Authors: BOCHER, OZVAN - Non ARS Employee; ARRUDA, ANA - Non ARS Employee; YOSHIJI, SATOSHI - Broad Institute Of Mit/harvard; ZHAO, CHI - University Of Massachusetts, Amherst; HUERTA-CHAGOYA, ALICIA - Broad Institute Of Mit/harvard; SU, CHEN - McGill University - Canada; YIN, XIANYONG - Nanjing University; CAMMANN, DAVIS - University Of Nevada Las Vegas, Las Vegas, Nv; TAYLOR, HENRY - National Institutes Of Health (NIH); CHEN, JINGCHUN - University Of Nevada Las Vegas, Las Vegas, Nv; SUZUKI, KEN - University Of Tokyo; MANDLA, RAVI - Broad Institute Of Mit/harvard; YANG, TA - Kyoto University; MATSUDA, FUMIHIKO - Kyoto University; MERCADER, JOSEP - Broad Institute Of Mit/harvard; FLANNICK, JASON - Broad Institute Of Mit/harvard; MEIGS, JAMES - Broad Institute Of Mit/harvard; WOOD, ALEXIS - Children'S Nutrition Research Center (CNRC); VUJKOVIC, MARIJANA - University Of Pennsylvania; VOIGHT, BENJAMIN - University Of Pennsylvania; SPRACKLEN, CASSANDRA - University Of Massachusetts, Amherst; ROTTER, JEROME - Harbor-Ucla Medical Center; MORRIS, ANDREW - University Of Manchester; ZEGGINI, ELEFTHERIA - Technical University Of Munich

Submitted to: Nature Metabolism
Publication Type: Peer Reviewed Journal
Publication Acceptance Date: 12/8/2025
Publication Date: 1/27/2026
Citation: Bocher, O., Arruda, A.L., Yoshiji, S., Zhao, C., Huerta-Chagoya, A., Su, C.Y., Yin, X., Cammann, D., Taylor, H.J., Chen, J., Suzuki, K., Mandla, R., Yang, T.Y., Matsuda, F., Mercader, J.M., Flannick, J., Meigs, J.B., Wood, A.C., Vujkovic, M., Voight, B.F., Spracklen, C.N., Rotter, J.I., Morris, A.P., Zeggini, E. 2026. Unravelling the molecular mechanisms causal to type 2 diabetes across global populations and disease-relevant tissues. Nature Metabolism. https://doi.org/10.1038/s42255-025-01444-1.
DOI: https://doi.org/10.1038/s42255-025-01444-1

Interpretive Summary: Type 2 diabetes (T2D) affects hundreds of millions of people worldwide and arises from complex interactions between genes, environment, and metabolism. This large international study investigated how differences in gene and protein activity contribute to T2D across diverse global populations and tissues. Using genetic data from over 2.5 million people of European, African, East Asian, and American ancestry, researchers applied a statistical approach called Mendelian randomization to determine which genes and proteins may cause rather than merely correlate with diabetes. They found over 900 genes and 46 proteins whose levels directly influence diabetes risk, with many effects consistent across ancestries but differing by tissue—such as opposite effects of the same gene in fat versus pancreas. The study highlights that understanding tissue-specific and ancestry-specific biology is crucial for identifying drug targets and tailoring diabetes prevention and treatment strategies. These results are highly relevant to scientists, clinicians, and policy makers aiming to develop equitable, precision approaches to reduce the global burden of diabetes.

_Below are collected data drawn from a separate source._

use std::path::{Path, PathBuf};

use anyhow::{bail, Context, Result};
use clap::{ArgAction, Args, Parser, Subcommand, ValueEnum};
use tokio::sync::mpsc::unbounded_channel;
use tracing::{info, warn};
use tracing_subscriber::prelude::*;

use tilescale_core::config::{config_path, data_dir, initialize_data_dir, AppConfig};
use tilescale_core::engine::{load_registry, UpscaleEngine, MODEL_CATALOG_FILE_NAME};
use tilescale_core::logging::{self, FileSinkPlan, LoggingInitOptions, DEFAULT_LOG_FILTER};
use tilescale_core::types::{
    OutputFormat, TargetSize, UpscaleMode, UpscaleOptions, UpscalePreset, UpscaleRequest,
};
use tilescale_core::worker::{UpscaleWorker, CANCELLED_STATUS};
use tilescale_core::{ProgressStage, UpscaleEvent};

#[derive(Parser)]
#[command(name = "tilescale", about = "Tiled super-resolution image upscaler")]
struct Cli {
    #[command(subcommand)]
    command: Commands,

    #[arg(
        short = 'v',
        long = "verbose",
        action = ArgAction::Count,
        global = true,
        help = "Increase log verbosity (-v: debug, -vv: trace)"
    )]
    verbose: u8,

    #[arg(
        long = "log-filter",
        value_name = "FILTER",
        global = true,
        help = "Explicit tracing filter (overrides RUST_LOG and -v)"
    )]
    log_filter: Option<String>,

    #[arg(long, global = true)]
    data_dir: Option<PathBuf>,
}

#[derive(Subcommand)]
enum Commands {
    /// Upscale one image file.
    Upscale(UpscaleArgs),
    /// Print the model table as JSON.
    Models,
}

#[derive(Debug, Clone, Copy, PartialEq, Eq, ValueEnum)]
enum ModeArg {
    Photo,
    Anime,
    Text,
}

#[derive(Debug, Clone, Copy, PartialEq, Eq, ValueEnum)]
enum PresetArg {
    Fast,
    Balanced,
    High,
}

impl From<ModeArg> for UpscaleMode {
    fn from(value: ModeArg) -> Self {
        match value {
            ModeArg::Photo => Self::Photo,
            ModeArg::Anime => Self::Anime,
            ModeArg::Text => Self::Text,
        }
    }
}

impl From<PresetArg> for UpscalePreset {
    fn from(value: PresetArg) -> Self {
        match value {
            PresetArg::Fast => Self::Fast,
            PresetArg::Balanced => Self::Balanced,
            PresetArg::High => Self::High,
        }
    }
}

#[derive(Args)]
struct UpscaleArgs {
    #[arg(help = "Input image (PNG, JPEG or WebP)")]
    input: PathBuf,
    #[arg(
        short = 'o',
        long,
        help = "Output path; the extension picks the format (default: <input>_x<scale>.png)"
    )]
    output: Option<PathBuf>,
    #[arg(long, help = "JSON file with base upscale options; flags override it")]
    options: Option<PathBuf>,
    #[arg(short = 's', long, value_parser = ["2", "4"])]
    scale: Option<String>,
    #[arg(long, value_enum)]
    mode: Option<ModeArg>,
    #[arg(long, value_enum)]
    preset: Option<PresetArg>,
    #[arg(long, help = "Detail fidelity in 0..1; higher sharpens more")]
    fidelity: Option<f32>,
    #[arg(long, help = "JPEG quality in 0..1")]
    quality: Option<f32>,
    #[arg(long = "no-accel", help = "Run models on the CPU provider only")]
    no_accel: bool,
    #[arg(long, help = "Fixed tile side in source pixels (disables auto sizing)")]
    tile_size: Option<u32>,
    #[arg(long)]
    tile_overlap: Option<u32>,
    #[arg(
        long,
        value_name = "WxH",
        help = "Fit inside this size instead of using --scale"
    )]
    target: Option<String>,
    #[arg(long, help = "Build the 2x model session before the request")]
    warm_up: bool,
}
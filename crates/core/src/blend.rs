//! Output canvas that composites upscaled tiles with linear seam cross-fades.

use image::RgbaImage;

use crate::tiling::{EdgeFlags, TileRect};

/// Output buffer plus a per-pixel record of which pixels already hold tile data.
pub struct TileCanvas {
    image: RgbaImage,
    written: Vec<bool>,
}

impl TileCanvas {
    pub fn new(width: u32, height: u32) -> Self {
        Self {
            image: RgbaImage::new(width, height),
            written: vec![false; width as usize * height as usize],
        }
    }

    pub fn width(&self) -> u32 {
        self.image.width()
    }

    pub fn height(&self) -> u32 {
        self.image.height()
    }

    pub fn is_fully_written(&self) -> bool {
        self.written.iter().all(|&w| w)
    }

    /// Writes `tile` at `dest`, cross-fading the `overlap`-wide band of every
    /// side flagged in `edges` against pixels that are already present.
    ///
    /// Tiles must arrive in planned raster order. Pixels of `tile` outside the
    /// canvas are ignored.
    pub fn blend(&mut self, tile: &RgbaImage, dest: TileRect, overlap: u32, edges: EdgeFlags) {
        let width = dest.width.min(tile.width());
        let height = dest.height.min(tile.height());
        let canvas_w = self.image.width();
        let canvas_h = self.image.height();

        for ty in 0..height {
            let oy = dest.y + ty;
            if oy >= canvas_h {
                break;
            }
            for tx in 0..width {
                let ox = dest.x + tx;
                if ox >= canvas_w {
                    break;
                }
                let src = tile.get_pixel(tx, ty);
                let slot = oy as usize * canvas_w as usize + ox as usize;

                if !self.written[slot] {
                    self.image.put_pixel(ox, oy, *src);
                    self.written[slot] = true;
                    continue;
                }

                let weight = ramp_weight(tx, ty, width, height, overlap, edges);
                if weight >= 1.0 {
                    self.image.put_pixel(ox, oy, *src);
                    continue;
                }

                let dst = self.image.get_pixel_mut(ox, oy);
                for c in 0..4 {
                    let old = dst[c] as f32;
                    let new = src[c] as f32;
                    dst[c] = (old * (1.0 - weight) + new * weight)
                        .round()
                        .clamp(0.0, 255.0) as u8;
                }
            }
        }
    }

    pub fn into_image(self) -> RgbaImage {
        self.image
    }
}

/// Weight of the incoming tile at `(x, y)`: 0 on a seam edge rising linearly to
/// 1 at `overlap` pixels inside; sides without a neighbour do not ramp.
fn ramp_weight(x: u32, y: u32, width: u32, height: u32, overlap: u32, edges: EdgeFlags) -> f32 {
    if overlap == 0 {
        return 1.0;
    }
    let band = overlap as f32;
    let mut weight = 1.0f32;
    if edges.left && x < overlap {
        weight = weight.min(x as f32 / band);
    }
    if edges.right && width - 1 - x < overlap {
        weight = weight.min((width - 1 - x) as f32 / band);
    }
    if edges.top && y < overlap {
        weight = weight.min(y as f32 / band);
    }
    if edges.bottom && height - 1 - y < overlap {
        weight = weight.min((height - 1 - y) as f32 / band);
    }
    weight
}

Technical Abstract: Type 2 diabetes (T2D) is a prevalent disease arising from complex molecular mechanisms. Here we leverage T2D genetic associations to identify causal molecular mechanisms in an ancestry-aware and tissue-aware manner. Using two-sample Mendelian randomization corroborated by colocalization across four global ancestries, we analyse 20,307 gene and 1,630 protein expression levels using blood-derived cis-quantitative trait loci (QTLs). We detect causal effects of genetically predicted levels of 335 genes and 46 proteins on T2D risk, with 16.4% and 50% replication in independent cohorts, respectively. Using gene expression cis-QTLs derived from seven T2D-relevant tissues, we identify causal links between the expression of 676 genes and T2D risk, refining known associations such as BAK1 and describing additional ones like CPXM1. Causal effects are mostly shared across ancestries but are highly heterogeneous across tissues. Our findings provide insights into cross-ancestry and tissue-informed multi-omics causal inference approaches and demonstrate their power in uncovering molecular processes driving T2D.